= About this task =
Keep only those lines of the records that include the string "callbacks".

= Listed records =

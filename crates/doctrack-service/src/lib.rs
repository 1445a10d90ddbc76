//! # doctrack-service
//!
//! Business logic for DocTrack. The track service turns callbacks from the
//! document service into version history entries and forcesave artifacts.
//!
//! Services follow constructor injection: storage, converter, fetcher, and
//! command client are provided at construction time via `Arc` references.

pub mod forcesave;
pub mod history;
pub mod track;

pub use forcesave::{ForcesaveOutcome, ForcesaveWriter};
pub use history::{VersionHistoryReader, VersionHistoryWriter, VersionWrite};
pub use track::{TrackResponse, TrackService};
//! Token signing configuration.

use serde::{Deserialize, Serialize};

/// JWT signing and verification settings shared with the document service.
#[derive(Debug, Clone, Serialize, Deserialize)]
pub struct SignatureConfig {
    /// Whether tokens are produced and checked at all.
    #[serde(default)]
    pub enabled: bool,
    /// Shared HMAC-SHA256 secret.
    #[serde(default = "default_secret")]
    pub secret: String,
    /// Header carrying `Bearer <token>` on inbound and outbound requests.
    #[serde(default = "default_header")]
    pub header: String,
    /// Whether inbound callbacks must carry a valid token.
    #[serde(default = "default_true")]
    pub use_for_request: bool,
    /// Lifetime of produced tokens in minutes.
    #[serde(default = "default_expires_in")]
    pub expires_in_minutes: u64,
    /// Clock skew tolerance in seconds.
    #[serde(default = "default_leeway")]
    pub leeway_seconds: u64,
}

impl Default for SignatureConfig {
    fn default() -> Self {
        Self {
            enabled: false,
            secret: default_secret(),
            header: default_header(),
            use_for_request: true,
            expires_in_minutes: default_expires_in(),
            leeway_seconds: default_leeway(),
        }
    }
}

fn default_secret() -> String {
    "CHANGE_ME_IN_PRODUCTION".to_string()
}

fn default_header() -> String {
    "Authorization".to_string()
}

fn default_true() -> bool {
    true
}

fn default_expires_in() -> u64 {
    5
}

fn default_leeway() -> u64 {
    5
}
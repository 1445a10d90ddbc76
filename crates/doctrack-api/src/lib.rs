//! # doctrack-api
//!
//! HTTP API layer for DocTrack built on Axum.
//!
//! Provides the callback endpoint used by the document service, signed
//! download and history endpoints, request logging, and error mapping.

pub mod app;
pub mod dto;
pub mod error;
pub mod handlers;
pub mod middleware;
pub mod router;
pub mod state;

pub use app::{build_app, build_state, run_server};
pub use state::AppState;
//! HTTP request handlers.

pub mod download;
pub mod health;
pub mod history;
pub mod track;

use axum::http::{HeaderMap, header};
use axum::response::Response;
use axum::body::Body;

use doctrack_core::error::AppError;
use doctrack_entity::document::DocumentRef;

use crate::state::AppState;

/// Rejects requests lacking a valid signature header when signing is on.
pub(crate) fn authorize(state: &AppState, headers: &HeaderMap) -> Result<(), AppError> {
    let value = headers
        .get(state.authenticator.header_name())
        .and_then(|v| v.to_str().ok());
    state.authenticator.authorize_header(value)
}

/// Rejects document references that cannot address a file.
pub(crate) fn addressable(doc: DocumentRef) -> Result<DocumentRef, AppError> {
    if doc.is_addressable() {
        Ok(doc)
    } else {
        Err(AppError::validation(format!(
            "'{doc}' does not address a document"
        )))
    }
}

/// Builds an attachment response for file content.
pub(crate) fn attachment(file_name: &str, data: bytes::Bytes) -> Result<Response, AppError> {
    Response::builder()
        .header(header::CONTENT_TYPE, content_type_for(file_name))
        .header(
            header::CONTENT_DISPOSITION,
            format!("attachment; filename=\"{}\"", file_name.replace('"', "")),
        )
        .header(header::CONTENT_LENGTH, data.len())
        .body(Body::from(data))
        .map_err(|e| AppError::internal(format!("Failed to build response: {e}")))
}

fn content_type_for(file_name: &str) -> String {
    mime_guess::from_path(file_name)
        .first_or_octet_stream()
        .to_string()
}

= Task response =
//! Business logic for DocTrack. The track service turns callbacks from the
    /// Whether inbound callbacks must carry a valid token.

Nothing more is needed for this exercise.